Adler began in 1902 with Freud to help explore the inner psychic life of the individual. Today we call the general approach that concentrates on the individual's inner life and personality "psychodynamic psychology." Adler had already seen the necessity of including the individual within the shaping influence of the community, whether that be the family, the neighborhood, friendship, the work setting, or the world and culture. Thus he saw that concentrating on the individual alone was too narrow a focus for psychology and for psychotherapy. Adler expanded his viewpoint in various ways to include the various ways that human organize themselves in larger groups.

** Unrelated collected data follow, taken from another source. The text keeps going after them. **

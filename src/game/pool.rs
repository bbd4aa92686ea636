//! Fixed-capacity entity arena
//!
//! Slots are allocated by a linear scan for the first free one. A full pool
//! hands the rejected value back instead of growing.

#[derive(Debug, Clone)]
pub struct Pool<T, const N: usize> {
    slots: [Option<T>; N],
}

impl<T, const N: usize> Default for Pool<T, N> {
    fn default() -> Self {
        Self::new()
    }
}

impl<T, const N: usize> Pool<T, N> {
    pub const fn new() -> Self {
        Self {
            slots: [const { None }; N],
        }
    }

    /// Store `value` in the first free slot
    ///
    /// Returns the slot index, or the value if every slot is taken.
    pub fn insert(&mut self, value: T) -> Result<usize, T> {
        match self.slots.iter().position(Option::is_none) {
            Some(index) => {
                self.slots[index] = Some(value);
                Ok(index)
            }
            None => Err(value),
        }
    }

    pub fn remove(&mut self, index: usize) -> Option<T> {
        self.slots.get_mut(index).and_then(Option::take)
    }

    pub fn get(&self, index: usize) -> Option<&T> {
        self.slots.get(index).and_then(Option::as_ref)
    }

    pub fn clear(&mut self) {
        for slot in &mut self.slots {
            *slot = None;
        }
    }

    pub fn iter(&self) -> impl Iterator<Item = &T> {
        self.slots.iter().flatten()
    }

    pub fn iter_mut(&mut self) -> impl Iterator<Item = &mut T> {
        self.slots.iter_mut().flatten()
    }

    /// Occupied slots with their indices
    pub fn indexed(&self) -> impl Iterator<Item = (usize, &T)> {
        self.slots
            .iter()
            .enumerate()
            .filter_map(|(index, slot)| slot.as_ref().map(|value| (index, value)))
    }

    pub const fn capacity(&self) -> usize {
        N
    }

    pub fn len(&self) -> usize {
        self.iter().count()
    }

    pub fn is_empty(&self) -> bool {
        self.slots.iter().all(Option::is_none)
    }
}
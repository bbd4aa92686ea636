//! Position-to-LED mapping and range fills
//!
//! All writers take the caller's frame buffer and skip indices that fall
//! outside of it, so a short buffer degrades to a partial frame instead of a
//! panic.

use crate::color::Rgb;

/// Index of a single LED in the frame buffer
pub type LedIndex = u16;

/// Half-open ascending range of LEDs
#[derive(Debug, Clone, Copy, PartialEq, Eq)]
pub struct LedRange {
    pub start: LedIndex,
    pub count: u16,
}

impl LedRange {
    pub const fn new(start: LedIndex, count: u16) -> Self {
        Self { start, count }
    }

    /// Range covering both ends inclusively, in either order
    pub const fn between(a: LedIndex, b: LedIndex) -> Self {
        if a <= b {
            Self::new(a, b - a + 1)
        } else {
            Self::new(b, a - b + 1)
        }
    }

    /// One past the last LED of the range
    pub const fn end(self) -> usize {
        self.start as usize + self.count as usize
    }

    pub const fn contains(self, index: LedIndex) -> bool {
        index >= self.start && (index as usize) < self.end()
    }

    /// Get a slice of the LEDs within the range, clipped to the buffer
    pub fn slice_mut(self, leds: &mut [Rgb]) -> &mut [Rgb] {
        let len = leds.len();
        let start = (self.start as usize).min(len);
        let end = self.end().min(len);
        &mut leds[start..end]
    }
}

/// Map a normalized position onto the LEDs between `start` and `end`
///
/// The position is rounded to the nearest LED (half an LED width is added
/// before truncating toward zero). `start` may be greater than `end`, in
/// which case the index walks downwards as `position` grows.
#[allow(clippy::cast_possible_truncation)]
pub fn led_index_from_range(start: i32, end: i32, position: f32) -> i32 {
    let distance = end - start;
    let span = distance.unsigned_abs() as f32;
    let offset = (position * span + 0.5) as i32;
    if distance >= 0 {
        start + offset
    } else {
        start - offset
    }
}

/// Write a single LED, ignoring indices outside of the buffer
#[inline]
pub fn set_led(leds: &mut [Rgb], index: i32, color: Rgb) {
    if let Ok(index) = usize::try_from(index) {
        if let Some(led) = leds.get_mut(index) {
            *led = color;
        }
    }
}

/// Fill every LED between `a` and `b` (both inclusive), in either order
pub fn fill_led_range(leds: &mut [Rgb], a: LedIndex, b: LedIndex, color: Rgb) {
    for led in LedRange::between(a, b).slice_mut(leds) {
        *led = color;
    }
}

/// Wipe `c1` over `c2` from `a` towards `b`
///
/// At `t = 0` the whole range shows `c2`, at `t = 1` it shows `c1`. In
/// between, the first `round(t * count)` LEDs counted from `a` are `c1`.
#[allow(clippy::cast_possible_truncation, clippy::cast_sign_loss)]
pub fn color_wipe_led(leds: &mut [Rgb], a: LedIndex, b: LedIndex, c1: Rgb, c2: Rgb, t: f32) {
    let range = LedRange::between(a, b);
    let t = t.clamp(0.0, 1.0);
    let boundary = (libm::roundf(t * f32::from(range.count)) as u16).min(range.count);

    // Normalize to an ascending walk; a reversed wipe lights the tail first
    let (first, second, lit) = if a <= b {
        (c1, c2, boundary)
    } else {
        (c2, c1, range.count - boundary)
    };

    for (offset, led) in range.slice_mut(leds).iter_mut().enumerate() {
        *led = if offset < usize::from(lit) { first } else { second };
    }
}
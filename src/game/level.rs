//! Level table and per-level enemy quotas

use embassy_time::Duration;

use super::entity::EnemyKind;

pub const LEVEL_COUNT: usize = 5;

/// Static tuning of one level
#[derive(Debug, Clone, Copy, PartialEq)]
pub struct Level {
    pub white: u16,
    pub red: u16,
    pub green: u16,
    /// Enemy shot cadence is divided by this
    pub fire_rate_multiplier: f32,
    /// Enemy lane speed is multiplied by this
    pub speed_multiplier: f32,
    /// Time between two spawns
    pub spawn_delta: Duration,
}

impl Level {
    const fn new(
        white: u16,
        red: u16,
        green: u16,
        fire_rate_multiplier: f32,
        speed_multiplier: f32,
        spawn_delta_ms: u64,
    ) -> Self {
        Self {
            white,
            red,
            green,
            fire_rate_multiplier,
            speed_multiplier,
            spawn_delta: Duration::from_millis(spawn_delta_ms),
        }
    }

    /// Level at `index`, clamped to the last one
    pub fn get(index: usize) -> &'static Level {
        &LEVELS[index.min(LEVEL_COUNT - 1)]
    }
}

pub static LEVELS: [Level; LEVEL_COUNT] = [
    Level::new(15, 0, 0, 1.0, 1.0, 2_000),
    Level::new(15, 10, 0, 1.0, 1.0, 1_800),
    Level::new(15, 10, 5, 1.0, 1.0, 1_500),
    Level::new(20, 20, 10, 2.0, 2.0, 1_200),
    Level::new(30, 30, 10, 3.0, 3.0, 1_000),
];

/// Enemies of each kind still to be spawned in the current level
#[derive(Debug, Clone, Copy, Default, PartialEq, Eq)]
pub struct EnemyQuota {
    remaining: [u16; EnemyKind::COUNT],
}

impl EnemyQuota {
    pub const EMPTY: Self = Self {
        remaining: [0; EnemyKind::COUNT],
    };

    pub const fn for_level(level: &Level) -> Self {
        Self {
            remaining: [level.white, level.red, level.green],
        }
    }

    pub fn remaining(&self, kind: EnemyKind) -> u16 {
        self.remaining[kind.index()]
    }

    pub fn is_exhausted(&self) -> bool {
        self.remaining.iter().all(|count| *count == 0)
    }

    /// First kind with quota left, scanning from `offset`
    pub fn pick(&self, offset: usize) -> Option<EnemyKind> {
        (0..EnemyKind::COUNT)
            .map(|step| EnemyKind::ALL[(offset + step) % EnemyKind::COUNT])
            .find(|kind| self.remaining(*kind) > 0)
    }

    /// Consume one enemy of `kind`
    pub fn take(&mut self, kind: EnemyKind) {
        let remaining = &mut self.remaining[kind.index()];
        *remaining = remaining.saturating_sub(1);
    }
}

#[cfg(test)]
mod tests {
    use super::*;

    #[test]
    fn level_index_clamps_at_last_level() {
        assert_eq!(Level::get(7), &LEVELS[LEVEL_COUNT - 1]);
        assert_eq!(Level::get(0).white, 15);
    }

    #[test]
    fn pick_scans_from_offset() {
        let quota = EnemyQuota::for_level(&LEVELS[2]);
        assert_eq!(quota.pick(0), Some(EnemyKind::White));
        assert_eq!(quota.pick(1), Some(EnemyKind::Red));
        assert_eq!(quota.pick(2), Some(EnemyKind::Green));

        let quota = EnemyQuota::for_level(&LEVELS[0]);
        assert_eq!(quota.pick(1), Some(EnemyKind::White));
        assert_eq!(quota.pick(2), Some(EnemyKind::White));
    }

    #[test]
    fn take_exhausts_quota() {
        let mut quota = EnemyQuota::for_level(&Level::new(1, 0, 1, 1.0, 1.0, 1_000));
        quota.take(EnemyKind::White);
        assert!(!quota.is_exhausted());
        quota.take(EnemyKind::Green);
        quota.take(EnemyKind::Green);
        assert!(quota.is_exhausted());
        assert_eq!(quota.pick(0), None);
    }
}
//! Fade envelope around a child animator
//!
//! The child renders first, then its LED range is scaled by a linear ramp:
//! 0 -> 1 over the fade-in, untouched during the hold and 1 -> 0 over the
//! fade-out.

use embassy_time::Duration;

use super::{Animator, ZERO, progress};
use crate::{
    color::{Rgb, scale_color},
    geometry::LedRange,
};

#[derive(Debug, Clone)]
pub struct FadeAnimator<C> {
    fade_in: Duration,
    hold: Duration,
    fade_out: Duration,
    range: LedRange,
    child: C,
}

impl<C: Animator> FadeAnimator<C> {
    /// Wrap `child` into a fade envelope over `range`
    ///
    /// A zero `hold` stretches the hold so the envelope spans exactly the
    /// child's duration.
    pub fn new(
        fade_in: Duration,
        hold: Duration,
        fade_out: Duration,
        range: LedRange,
        child: C,
    ) -> Self {
        let hold = if hold == ZERO {
            child
                .duration()
                .checked_sub(fade_in + fade_out)
                .unwrap_or(ZERO)
        } else {
            hold
        };

        Self {
            fade_in,
            hold,
            fade_out,
            range,
            child,
        }
    }

    pub fn hold(&self) -> Duration {
        self.hold
    }

    /// Brightness scale at `local_time`, `None` while holding
    fn scale(&self, local_time: Duration) -> Option<f32> {
        let hold_end = self.fade_in + self.hold;
        if local_time < self.fade_in {
            Some(progress(local_time, self.fade_in))
        } else if local_time < hold_end {
            None
        } else {
            let elapsed = local_time.checked_sub(hold_end).unwrap_or(ZERO);
            Some(1.0 - progress(elapsed, self.fade_out))
        }
    }
}

impl<C: Animator> Animator for FadeAnimator<C> {
    fn duration(&self) -> Duration {
        self.fade_in + self.hold + self.fade_out
    }

    fn step(&self, local_time: Duration, leds: &mut [Rgb]) {
        if local_time < self.child.duration() {
            self.child.step(local_time, leds);
        }

        let Some(scale) = self.scale(local_time) else {
            return;
        };
        for led in self.range.slice_mut(leds) {
            *led = scale_color(scale, *led);
        }
    }

    fn advance(&mut self, local_time: Duration) {
        if local_time < self.child.duration() {
            self.child.advance(local_time);
        }
    }

    fn reset(&mut self) {
        self.child.reset();
    }
}
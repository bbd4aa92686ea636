//! Chase (marquee) effects
//!
//! Both variants march a ramp pattern along a range of LEDs:
//! - `ChaseAnimator`: endless loop, pattern followed by dark spacing
//! - `SingleChaseAnimator`: a single pass entering and leaving the range

use embassy_time::Duration;

use super::{Animator, steps_elapsed};
use crate::{
    color::{BLACK, Pattern, Rgb, odd_width, ramp_pattern},
    geometry::LedRange,
};

/// Looping chase with `space` dark LEDs between ramps
#[derive(Debug, Clone)]
pub struct ChaseAnimator {
    duration: Duration,
    range: LedRange,
    step_time: Duration,
    pattern: Pattern,
}

impl ChaseAnimator {
    pub fn new(
        duration: Duration,
        range: LedRange,
        color: Rgb,
        width: u16,
        space: u16,
        step_time: Duration,
    ) -> Self {
        let mut pattern: Pattern = ramp_pattern(color, odd_width(width));
        for _ in 0..space {
            if pattern.push(BLACK).is_err() {
                break;
            }
        }

        Self {
            duration,
            range,
            step_time,
            pattern,
        }
    }

    pub fn pattern(&self) -> &[Rgb] {
        &self.pattern
    }
}

impl Animator for ChaseAnimator {
    fn duration(&self) -> Duration {
        self.duration
    }

    #[allow(clippy::cast_possible_truncation)]
    fn step(&self, local_time: Duration, leds: &mut [Rgb]) {
        let len = self.pattern.len();
        if len == 0 {
            return;
        }

        let step_index = steps_elapsed(local_time, self.step_time);
        let mut pattern_index = (len - 1) - (step_index % len as u64) as usize;
        for led in self.range.slice_mut(leds) {
            *led = self.pattern[pattern_index];
            pattern_index = (pattern_index + 1) % len;
        }
    }
}

/// One pass of a ramp across the range
///
/// The pass is split into `count + width` steps spread over the duration.
/// The pattern starts half outside the range; cells falling outside the range
/// are not drawn.
#[derive(Debug, Clone)]
pub struct SingleChaseAnimator {
    duration: Duration,
    range: LedRange,
    width: u16,
    pattern: Pattern,
}

impl SingleChaseAnimator {
    pub fn new(duration: Duration, range: LedRange, color: Rgb, width: u16) -> Self {
        let width = odd_width(width);
        Self {
            duration,
            range,
            width,
            pattern: ramp_pattern(color, width),
        }
    }
}

impl Animator for SingleChaseAnimator {
    fn duration(&self) -> Duration {
        self.duration
    }

    #[allow(clippy::cast_possible_wrap, clippy::cast_possible_truncation)]
    fn step(&self, local_time: Duration, leds: &mut [Rgb]) {
        let step_count = u64::from(self.range.count) + u64::from(self.width);
        let ticks_per_step = (self.duration.as_ticks() / step_count).max(1);
        let step_index = (local_time.as_ticks() / ticks_per_step) as i64;
        let position = step_index - i64::from(self.width / 2);

        let lane = self.range.slice_mut(leds);
        for (offset, color) in self.pattern.iter().enumerate() {
            let destination = position + offset as i64;
            let Ok(destination) = usize::try_from(destination) else {
                continue;
            };
            if let Some(led) = lane.get_mut(destination) {
                *led = *color;
            }
        }
    }
}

His term for his approach, "Individual Psychology," (or, in the original Austrian: Individualpsychologie) seems to focus on the individual. However, in German it means the psychology of the indivisible, undivided person. He wanted to contrast his way with Freud's, who separated the personality into parts or pieces: Id, Ego, Super-Ego, Conscious/Unconscious/Preconscious, etc. And it is this personality which is shaped and influenced and, indeed, created by its Social Embeddedness within the human community, beginning with the family.

From birth onward, a person is part of a social setting whose influences and responsibilities cannot be avoided. Society, experienced first as the family, insists on certain beliefs, actions, attitudes, etc. A person is as much a creation of social setting as of personal choice or genetic design. Adler said this influence is so strong and basic that he called it "The Iron Law of Communal Life." Society’s demands are transmitted through games, friendship groups, fairy tales, rules, customs, folk sayings, religion, school, and more.

It was this expansion of psychology beyond the individual to include the community that made him so important and influential in psychological circles, to the extent that all who came after him (as well as most who studied with him) included the social element in their studies, and even based their therapeutic methods on Adler's concepts. That the community is key in shaping the individual is central to Individual Psychology. It became so much a part of basic thinking that it quickly came to be assumed by others, including "neo-Freudians." Consider the following, which one would assume is about a book by or about Adler:

This book provides a systematic presentation of the later thinking of the psychiatrist who, perhaps more than any other, pushed psychiatry toward a keener recognition of social factors in mental health and mental disease. (He) believed in viewing the individual in his relations to other people and to his social setting. Psychiatry became, to him, not the study of mental disorder, but the study of human living. [Italics added.]

But the quote is not about Adler, but is from an introduction to Harry Stack Sullivan’s The Interpersonal Theory of Psychiatry. (Sullivan, 1953, p. x.) Sullivan, like to so many others over the years, came to see the importance of society and community ("social factors") in personality, psychology, and mental health issues. But my point here is that it was Adler who was the "psychiatrist who, more than any other, pushed psychiatry toward a keener recognition of social factors in mental health and mental disease" long before any others, laying the groundwork in stressing the importance of the shaping influence of the community on individual personality. Today we simply assume that society and community are part of who we are as persons.